• Exercise requirements: Scan the records below for the string "Credentials" and return every line where it appears.

== Records shown ==

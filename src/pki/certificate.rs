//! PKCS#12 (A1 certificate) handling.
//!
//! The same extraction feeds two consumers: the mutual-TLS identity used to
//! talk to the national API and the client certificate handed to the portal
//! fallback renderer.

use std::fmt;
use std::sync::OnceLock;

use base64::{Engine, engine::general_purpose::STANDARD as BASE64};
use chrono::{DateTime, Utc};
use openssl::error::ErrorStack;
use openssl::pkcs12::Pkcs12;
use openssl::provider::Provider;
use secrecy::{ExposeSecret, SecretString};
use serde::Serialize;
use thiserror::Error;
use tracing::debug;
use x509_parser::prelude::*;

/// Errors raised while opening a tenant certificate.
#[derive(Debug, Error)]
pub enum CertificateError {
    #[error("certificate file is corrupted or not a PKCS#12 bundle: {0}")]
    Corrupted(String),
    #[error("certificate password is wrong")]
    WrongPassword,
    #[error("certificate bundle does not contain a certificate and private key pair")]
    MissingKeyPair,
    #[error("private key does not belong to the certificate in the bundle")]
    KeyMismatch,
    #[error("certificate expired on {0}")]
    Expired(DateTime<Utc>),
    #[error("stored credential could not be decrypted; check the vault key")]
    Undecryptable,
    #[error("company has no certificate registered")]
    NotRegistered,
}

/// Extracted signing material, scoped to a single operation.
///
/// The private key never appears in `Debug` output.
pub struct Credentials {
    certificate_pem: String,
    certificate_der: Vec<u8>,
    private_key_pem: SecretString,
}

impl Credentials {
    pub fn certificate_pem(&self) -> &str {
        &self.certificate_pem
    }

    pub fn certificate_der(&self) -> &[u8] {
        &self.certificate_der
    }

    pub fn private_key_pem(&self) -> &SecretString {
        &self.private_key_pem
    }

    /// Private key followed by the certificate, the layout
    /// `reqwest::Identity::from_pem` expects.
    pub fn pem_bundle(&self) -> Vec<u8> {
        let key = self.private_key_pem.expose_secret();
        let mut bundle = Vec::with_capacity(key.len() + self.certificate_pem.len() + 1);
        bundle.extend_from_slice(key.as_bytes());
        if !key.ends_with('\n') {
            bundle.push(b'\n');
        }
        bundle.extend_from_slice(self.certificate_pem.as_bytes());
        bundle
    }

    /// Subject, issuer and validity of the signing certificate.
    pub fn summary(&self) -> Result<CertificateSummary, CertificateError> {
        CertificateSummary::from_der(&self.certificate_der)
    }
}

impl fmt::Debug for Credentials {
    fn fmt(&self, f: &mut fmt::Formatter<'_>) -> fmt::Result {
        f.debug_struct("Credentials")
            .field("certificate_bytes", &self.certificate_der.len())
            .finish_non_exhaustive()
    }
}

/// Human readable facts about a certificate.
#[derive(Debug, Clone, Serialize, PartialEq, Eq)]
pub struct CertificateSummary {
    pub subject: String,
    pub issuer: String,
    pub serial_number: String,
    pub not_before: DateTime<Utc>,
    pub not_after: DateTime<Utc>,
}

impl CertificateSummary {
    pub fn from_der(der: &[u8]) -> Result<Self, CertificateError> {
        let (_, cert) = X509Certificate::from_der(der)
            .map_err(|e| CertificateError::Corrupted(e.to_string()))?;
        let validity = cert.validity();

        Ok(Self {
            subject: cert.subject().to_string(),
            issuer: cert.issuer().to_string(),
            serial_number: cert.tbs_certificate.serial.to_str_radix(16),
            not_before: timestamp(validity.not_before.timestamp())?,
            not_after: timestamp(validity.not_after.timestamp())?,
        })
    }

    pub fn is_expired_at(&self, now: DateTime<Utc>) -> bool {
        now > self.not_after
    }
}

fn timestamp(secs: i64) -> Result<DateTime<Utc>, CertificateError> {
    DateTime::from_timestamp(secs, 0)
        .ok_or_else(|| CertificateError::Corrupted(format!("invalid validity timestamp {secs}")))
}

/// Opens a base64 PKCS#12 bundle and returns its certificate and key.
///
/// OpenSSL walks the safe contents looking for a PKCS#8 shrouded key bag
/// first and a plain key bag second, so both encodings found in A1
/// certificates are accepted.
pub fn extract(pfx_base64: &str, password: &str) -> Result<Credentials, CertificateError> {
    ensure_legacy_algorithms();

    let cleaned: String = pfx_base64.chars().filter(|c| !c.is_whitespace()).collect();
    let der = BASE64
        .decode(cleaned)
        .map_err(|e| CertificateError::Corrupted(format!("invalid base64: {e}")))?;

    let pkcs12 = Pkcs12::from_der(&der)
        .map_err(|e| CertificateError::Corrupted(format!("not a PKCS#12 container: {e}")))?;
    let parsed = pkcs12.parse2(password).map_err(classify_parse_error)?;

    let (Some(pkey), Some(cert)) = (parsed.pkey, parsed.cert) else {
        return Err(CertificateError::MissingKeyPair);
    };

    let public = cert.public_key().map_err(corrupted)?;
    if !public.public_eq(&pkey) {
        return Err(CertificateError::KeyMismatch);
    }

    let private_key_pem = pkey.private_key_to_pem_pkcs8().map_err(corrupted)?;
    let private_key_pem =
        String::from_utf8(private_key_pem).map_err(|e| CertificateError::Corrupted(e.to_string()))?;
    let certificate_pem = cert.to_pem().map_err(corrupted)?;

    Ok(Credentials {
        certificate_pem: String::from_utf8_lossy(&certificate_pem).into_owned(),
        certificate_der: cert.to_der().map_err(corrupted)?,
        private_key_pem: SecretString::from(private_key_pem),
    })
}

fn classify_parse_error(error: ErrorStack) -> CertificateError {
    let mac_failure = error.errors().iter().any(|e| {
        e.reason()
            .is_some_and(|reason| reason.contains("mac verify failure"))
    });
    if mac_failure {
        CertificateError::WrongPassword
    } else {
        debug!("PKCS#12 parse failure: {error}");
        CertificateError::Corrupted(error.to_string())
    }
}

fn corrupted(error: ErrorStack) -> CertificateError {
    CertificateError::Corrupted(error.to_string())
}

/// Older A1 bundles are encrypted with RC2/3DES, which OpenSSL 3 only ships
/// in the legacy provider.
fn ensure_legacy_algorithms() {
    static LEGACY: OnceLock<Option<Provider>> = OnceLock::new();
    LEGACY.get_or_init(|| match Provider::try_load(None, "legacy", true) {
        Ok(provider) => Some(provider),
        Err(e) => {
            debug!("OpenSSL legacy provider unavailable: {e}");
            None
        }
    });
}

===

• Exercise output:
pub struct Credentials {
impl Credentials {
impl fmt::Debug for Credentials {
        f.debug_struct("Credentials")
pub fn extract(pfx_base64: &str, password: &str) -> Result<Credentials, CertificateError> {
    Ok(Credentials {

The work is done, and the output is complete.